A question from an Audio Masterclass reader...
"What's wrong in connecting the main outputs of a mixer to a compressor and return the signal to mixer inputs for equalizing, instead of connecting through inserts? It sounds unorthodox, but is there any serious difference in sound?"
It looks like we're in the analog universe here. But that's OK, the analog universe still exists; it hasn't imploded into a blob of dark matter just yet.
It is often interesting to compress the entire mix, rather than only individual channels. You have to know what you're doing so it is advisable to conduct a lot of experiments before committing the best song you ever wrote to this treatment.
Some mixing consoles make compressing the mix easy - they have insert points in the stereo master outputs.
"What's an insert point" comes a small voice from the back of the room.
Mixing consoles often have an insert point in each individual channel. The signal can be tapped off at this point and processed, often through a compressor. The signal is then reinserted into the channel's signal path. Normally only the processed signal is used; there is no mixing of processed and unprocessed signal as there would be when using auxiliary sends and returns.
Although many mixing consoles have channel inserts, fewer have inserts in the master outputs (or the group outputs either).
But that doesn't mean you can't compress the mix. All you have to do is connect the compressor between the master outputs of the console and the inputs of your stereo master recording device. That will work just fine. Remember to click the 'stereo link' button on the compressor.
But what if you want to compress the mix, and then EQ it? There's absolutely no reason why you shouldn't do this, if you want to. But how?
With a DAW this is dead easy, but we are not talking about DAWs. We're in the analog universe, remember?
So what would happen if you connected the outputs of the console to the compressor, and then brought it back to a pair of channels for EQ? (You would need splitter cables so that you could also connect to your stereo master recording device.)
You have just blown your speakers.
The reason for this is that you have just created a perfect circle from mixer output back to mixer input back to mixer output again. This creates a positive feedback loop in which signal will build and build all the way up to maximum level. If you don't at least blow your tweeters then you have been lucky.

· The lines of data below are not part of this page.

//! Vector wrappers: layers, features (cursor-advance shape), field maps
//! (materialized-map shape), and geometry.

mod features;
mod fields;
mod geometry;

pub use features::{Feature, LayerFeatures};
pub use fields::FeatureFields;
pub use geometry::Geometry;

use crate::dataset::SharedVector;
use crate::error::Result;
use crate::facade;
use crate::handle::Handle;
use crate::native::{FieldDefn, FieldType, GeometryType};

/// One vector layer of an open dataset.
#[derive(Clone)]
pub struct Layer {
    vector: SharedVector,
    index: usize,
    handle: Handle,
}

impl Layer {
    pub(crate) fn new(vector: SharedVector, index: usize, handle: Handle) -> Self {
        Self {
            vector,
            index,
            handle,
        }
    }

    pub fn handle(&self) -> &Handle {
        &self.handle
    }

    pub(crate) fn vector_arc(&self) -> SharedVector {
        self.vector.clone()
    }

    pub(crate) fn layer_index(&self) -> usize {
        self.index
    }

    pub fn name(&self) -> Result<String> {
        facade::call(&self.handle, || {
            Ok(self.vector.lock().layer(self.index)?.name().to_string())
        })
    }

    pub fn geometry_type(&self) -> Result<GeometryType> {
        facade::call(&self.handle, || {
            Ok(self.vector.lock().layer(self.index)?.geometry_type())
        })
    }

    /// Appends a field to the layer schema.
    pub fn create_field(&self, name: &str, field_type: FieldType) -> Result<()> {
        facade::call(&self.handle, || {
            self.vector
                .lock()
                .layer_mut(self.index)?
                .add_field(FieldDefn::new(name, field_type))
                .map_err(Into::into)
        })
    }

    /// Index of a named field in the schema, for algorithm options.
    pub fn field_index(&self, name: &str) -> Result<Option<usize>> {
        facade::call(&self.handle, || {
            Ok(self.vector.lock().layer(self.index)?.field_index(name))
        })
    }

    /// The layer's feature collection (cursor-advance shape).
    pub fn features(&self) -> LayerFeatures {
        LayerFeatures::new(self.vector.clone(), self.index, self.handle.clone())
    }
}

#[cfg(test)]
mod tests {
    use super::*;
    use crate::dataset::Dataset;

    #[test]
    fn test_layer_schema() {
        let dataset = Dataset::open_memory_vector().unwrap();
        let layer = dataset.create_layer("roads", GeometryType::LineString).unwrap();
        layer.create_field("id", FieldType::Integer).unwrap();
        layer.create_field("name", FieldType::Text).unwrap();
        assert_eq!(layer.field_index("name").unwrap(), Some(1));
        assert_eq!(layer.field_index("missing").unwrap(), None);
        assert!(layer.create_field("id", FieldType::Integer).is_err());
    }
}
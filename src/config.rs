//! Configuration for the async execution bridge.

use serde::{Deserialize, Serialize};
use std::num::NonZeroUsize;

/// Worker count used when available parallelism cannot be determined.
pub const DEFAULT_WORKER_FALLBACK: usize = 4;

/// Configuration for [`Bridge`](crate::bridge::Bridge).
#[derive(Clone, Debug, Serialize, Deserialize)]
pub struct BridgeConfig {
    /// Maximum number of native calls executing concurrently. Work items
    /// beyond this bound wait in their per-handle queue.
    pub workers: usize,
}

impl Default for BridgeConfig {
    fn default() -> Self {
        let workers = std::thread::available_parallelism()
            .map(NonZeroUsize::get)
            .unwrap_or(DEFAULT_WORKER_FALLBACK);
        Self { workers }
    }
}

impl BridgeConfig {
    /// Config with an explicit worker pool size (clamped to at least 1).
    pub fn with_workers(workers: usize) -> Self {
        Self {
            workers: workers.max(1),
        }
    }
}

#[cfg(test)]
mod tests {
    use super::*;

    #[test]
    fn test_default_has_at_least_one_worker() {
        assert!(BridgeConfig::default().workers >= 1);
    }

    #[test]
    fn test_with_workers_clamps_to_one() {
        assert_eq!(BridgeConfig::with_workers(0).workers, 1);
        assert_eq!(BridgeConfig::with_workers(8).workers, 8);
    }
}
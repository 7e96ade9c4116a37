//! Feature field map (materialized-map shape).

use crate::dataset::SharedVector;
use crate::error::{BridgeError, Result};
use crate::facade;
use crate::handle::Handle;
use serde_json::{Map, Value};
use std::ops::ControlFlow;

/// The field map of one feature.
///
/// Materialized-map shape: there is no persistent cursor. Each traversal
/// fetches the whole map once ([`to_object`](Self::to_object)) and then
/// walks it locally, in schema insertion order rather than sorted.
#[derive(Clone)]
pub struct FeatureFields {
    vector: SharedVector,
    layer_index: usize,
    fid: usize,
    handle: Handle,
}

impl FeatureFields {
    pub(crate) fn new(
        vector: SharedVector,
        layer_index: usize,
        fid: usize,
        handle: Handle,
    ) -> Self {
        Self {
            vector,
            layer_index,
            fid,
            handle,
        }
    }

    pub fn handle(&self) -> &Handle {
        &self.handle
    }

    /// Snapshots the entire field map in one fetch. Entry order is the
    /// layer's schema order.
    pub fn to_object(&self) -> Result<Map<String, Value>> {
        facade::call(&self.handle, || {
            let vector = self.vector.lock();
            let layer = vector.layer(self.layer_index)?;
            let feature = layer.feature(self.fid)?;
            let mut object = Map::new();
            for (defn, value) in layer.fields().iter().zip(&feature.values) {
                object.insert(defn.name.clone(), value.to_json());
            }
            Ok(object)
        })
    }

    /// Serializes the field map as a JSON string.
    pub fn to_json(&self) -> Result<String> {
        serde_json::to_string(&self.to_object()?)
            .map_err(|err| BridgeError::Marshaling(err.to_string()))
    }

    /// Value of a named field; `None` when the schema has no such field.
    pub fn get(&self, name: &str) -> Result<Option<Value>> {
        facade::call(&self.handle, || {
            let vector = self.vector.lock();
            let layer = vector.layer(self.layer_index)?;
            let Some(index) = layer.field_index(name) else {
                return Ok(None);
            };
            let feature = layer.feature(self.fid)?;
            Ok(Some(feature.values[index].to_json()))
        })
    }

    /// Callback walk over the snapshot, `(name, value)` per entry, early-
    /// stoppable with `ControlFlow::Break`.
    pub fn for_each<F>(&self, mut visitor: F) -> Result<()>
    where
        F: FnMut(&str, &Value) -> ControlFlow<()>,
    {
        let object = self.to_object()?;
        for (name, value) in &object {
            if visitor(name, value).is_break() {
                break;
            }
        }
        Ok(())
    }
}
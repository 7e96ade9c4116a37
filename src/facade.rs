//! Synchronous call façade.
//!
//! [`call`] is the single choke point through which every native operation
//! runs: validate the handle, invoke the entry point on the current thread,
//! surface the result. The async bridge dispatches this exact function on
//! its worker threads, which is what makes the sync and async variants of
//! an operation observably equivalent: same marshaling and error mapping,
//! differing only in which thread blocks.

use crate::error::Result;
use crate::handle::Handle;

/// Invokes a native operation against `handle`, blocking the calling
/// thread for the operation's full duration.
///
/// Fails fast with [`ClosedHandle`](crate::error::BridgeError::ClosedHandle)
/// before touching the native side when the handle (or any ancestor) has
/// been closed. Native status codes arrive already mapped into the crate
/// taxonomy by the `op` closure (see `impl From<NativeError> for
/// BridgeError`).
pub fn call<R>(handle: &Handle, op: impl FnOnce() -> Result<R>) -> Result<R> {
    handle.ensure_open()?;
    op()
}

But it wouldn't have been pleasant to listen to.
So don't do this.
Be very careful in what you do.
The one thing you must not do is route the compressor return channels to the master outputs. That's what caused the positive feedback loop.
But if you don't do that, how can you get the EQ'd signal out of the mixing console and into your recorder?
Well there are a number of ways.
If you have individual channel outputs then you're laughing. It's easy, but not so many consoles have this feature.
Another way would be to take signals from the insert points of the compressor return channels. This would only be useful if the inserts are post-EQ. If they are pre-EQ, then you won't get the equalized signal.
If you can't do this, then you would need to find a couple of spare auxes that you are not using in the mix. Assuming the auxes are post-EQ, then this will work. It's just a bit fiddly.
There are other alternatives that involve recording the compressed signal, then EQing it and re-recording it.
Of course the simple answer would be to buy a DAW, where this process is easy. But that's not the point. One of the skills of a good engineer is to find alternative ways of doing things. Finding a different way to other people is an excellent route towards creativity.